No one could make the case against the colonial nostalgia lens with Uju Anya’s efficiency but the American right-winger and TV anchor Tucker Carlson gave it an old-school try. In his show, he condemned the “ghoulish critics” and said the British empire was more than “just genocide”. He asked, “And after 75 years of independence, has that country (India) produced a single building as beautiful as the Bombay train station that the British colonials built?” I am no architecture expert but I imagine Carlson launched a million WhatsApp forwards right away, the same million we were spared, as a brilliant person on Twitter said, when Rishi Sunak failed to become the British prime minister.
The current British regime seems to be having a gigantic attack of something inexplicable. Is it nostalgia? They have announced a 10-day mourning period; and on the Queen’s funeral on 19 September, thousands of medical appointments have been cancelled—everything from cancer care to cataract surgeries and hip replacements. The genius behind this probably does know that if your grandmother’s chemotherapy appointment or father’s funeral was postponed because of the Queen’s funeral, it’s not winning her any fans.

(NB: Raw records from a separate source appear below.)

//! Storage driver that copies a finished recording to a path built from a
//! small template language, grounded in the original filesystem storage
//! driver's `{source}`/`{show}`/`{date}` substitutions and `path_format`
//! slugifying filter.

use std::path::Path;
use std::sync::Arc;

use anyhow::{Context, Result};
use chrono::Local;
use permanence_core::{EventSource, StorageDriver, StorageEvent};
use serde::Deserialize;

#[derive(Debug, Deserialize)]
struct FilesystemStorageConfig {
    location: String,
}

pub fn from_config(config: &serde_yaml::Value) -> Result<Arc<dyn StorageDriver>> {
    let parsed: FilesystemStorageConfig = serde_yaml::from_value(config.clone())
        .context("invalid filesystem storage driver configuration")?;
    let template = PathTemplate::compile(&parsed.location)?;
    Ok(Arc::new(FilesystemStorageDriver {
        template,
        events: EventSource::new(),
    }))
}

pub struct FilesystemStorageDriver {
    template: PathTemplate,
    events: EventSource<StorageEvent>,
}

impl StorageDriver for FilesystemStorageDriver {
    fn save(&self, source: &str, show: &str, file_path: &Path) -> Result<()> {
        let extension = file_path.extension().and_then(|e| e.to_str());
        let mut dest = self.template.render(source, show);
        if let Some(extension) = extension {
            dest.set_extension(extension);
        }

        if let Some(parent) = dest.parent() {
            std::fs::create_dir_all(parent)
                .with_context(|| format!("failed to create directory {}", parent.display()))?;
        }

        std::fs::copy(file_path, &dest).with_context(|| {
            format!(
                "failed to copy {} to {}",
                file_path.display(),
                dest.display()
            )
        })?;

        self.events.fire(StorageEvent::Save {
            source: source.to_string(),
            show: show.to_string(),
            location: dest.display().to_string(),
        });
        Ok(())
    }

    fn events(&self) -> &EventSource<StorageEvent> {
        &self.events
    }
}

/// One `{source}`/`{show}`/`{date}` segment, optionally post-processed by
/// the `path_format` slugifying filter.
enum Segment {
    Literal(String),
    Source,
    Show,
    Date,
}

struct PathTemplate {
    segments: Vec<(Segment, bool)>,
}

impl PathTemplate {
    fn compile(pattern: &str) -> Result<Self> {
        let mut segments = Vec::new();
        let mut rest = pattern;

        while let Some(open) = rest.find('{') {
            if open > 0 {
                segments.push((Segment::Literal(rest[..open].to_string()), false));
            }
            let after_open = &rest[open + 1..];
            let close = after_open
                .find('}')
                .ok_or_else(|| anyhow::anyhow!("missing '}}' in path pattern '{pattern}'"))?;
            let spot = &after_open[..close];
            let mut parts = spot.split('|');
            let name = parts.next().unwrap_or_default();
            let slugify = parts.next() == Some("path_format");

            let segment = match name {
                "source" => Segment::Source,
                "show" => Segment::Show,
                "date" => Segment::Date,
                other => anyhow::bail!("invalid path variable '{other}' in pattern '{pattern}'"),
            };
            segments.push((segment, slugify));

            rest = &after_open[close + 1..];
        }

        if !rest.is_empty() {
            segments.push((Segment::Literal(rest.to_string()), false));
        }

        Ok(Self { segments })
    }

    fn render(&self, source: &str, show: &str) -> std::path::PathBuf {
        let mut out = String::new();
        for (segment, slugify) in &self.segments {
            let value = match segment {
                Segment::Literal(literal) => literal.clone(),
                Segment::Source => source.to_string(),
                Segment::Show => show.to_string(),
                Segment::Date => Local::now().format("%Y-%m-%d").to_string(),
            };
            if *slugify {
                out.push_str(&slugify_segment(&value));
            } else {
                out.push_str(&value);
            }
        }
        std::path::PathBuf::from(out)
    }
}

fn slugify_segment(value: &str) -> String {
    value
        .split_whitespace()
        .collect::<Vec<_>>()
        .join("_")
        .chars()
        .filter(|c| c.is_alphanumeric() || *c == '_')
        .collect()
}

#[cfg(test)]
mod tests {
    use super::*;

    #[test]
    fn renders_source_and_show_segments() {
        let template = PathTemplate::compile("/recordings/{source}/{show}").unwrap();
        let rendered = template.render("npr", "morning edition");
        assert_eq!(rendered, std::path::PathBuf::from("/recordings/npr/morning edition"));
    }

    #[test]
    fn path_format_filter_slugifies() {
        let template = PathTemplate::compile("/recordings/{show|path_format}").unwrap();
        let rendered = template.render("npr", "Morning Edition!");
        assert_eq!(rendered, std::path::PathBuf::from("/recordings/Morning_Edition"));
    }

    #[test]
    fn rejects_unknown_variable() {
        assert!(PathTemplate::compile("/recordings/{bogus}").is_err());
    }

    #[test]
    fn save_copies_file_and_fires_event() {
        let source_dir = tempfile::tempdir().unwrap();
        let dest_dir = tempfile::tempdir().unwrap();
        let src_file = source_dir.path().join("capture.mp3");
        std::fs::write(&src_file, b"audio").unwrap();

        let pattern = format!("{}/{{source}}-{{show}}", dest_dir.path().display());
        let driver = FilesystemStorageDriver {
            template: PathTemplate::compile(&pattern).unwrap(),
            events: EventSource::new(),
        };

        let fired = std::sync::Arc::new(std::sync::Mutex::new(None));
        let f = fired.clone();
        driver.events.observe(move |event| {
            *f.lock().unwrap() = Some(event.clone());
        });

        driver.save("npr", "morning", &src_file).unwrap();
        assert!(matches!(*fired.lock().unwrap(), Some(StorageEvent::Save { .. })));
    }
}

And that is why this looks less like grief and more like what author and film-maker Naomi Klein called the Shock Doctrine—“the exploitation of national crises (disasters or upheavals) to establish controversial and questionable policies, while citizens are too distracted (emotionally and physically) to engage and develop an adequate response, and resist effectively”. In the course of a week, can you push the idea of what civility and respectability looks like to mute free speech? Anti-monarchists have been arrested in the last week for protesting the accession of King Charles III. A climate activist claims he was warned by a police officer that if he held up a blank piece of paper opposite the British Parliament, he would be arrested. Another man was arrested after heckling Prince Andrew (because of the widely cited paedophilia allegations) as he walked behind the Queen’s coffin in Edinburgh.
This is also the month that a young American TV star, Jennette McCurdy, has launched her memoir, I’m Glad My Mom Died. After the shock passes and you read what her mother did when she was a child star, you are likely to wonder why she didn’t speed along her mother’s demise. As one critic thoughtfully said, “The actor Jennette McCurdy’s memoir is a confessional feat that asks what, if anything, adult children owe an abusive parent.” One could argue, only a “Ding Dong, The Witch is Dead”.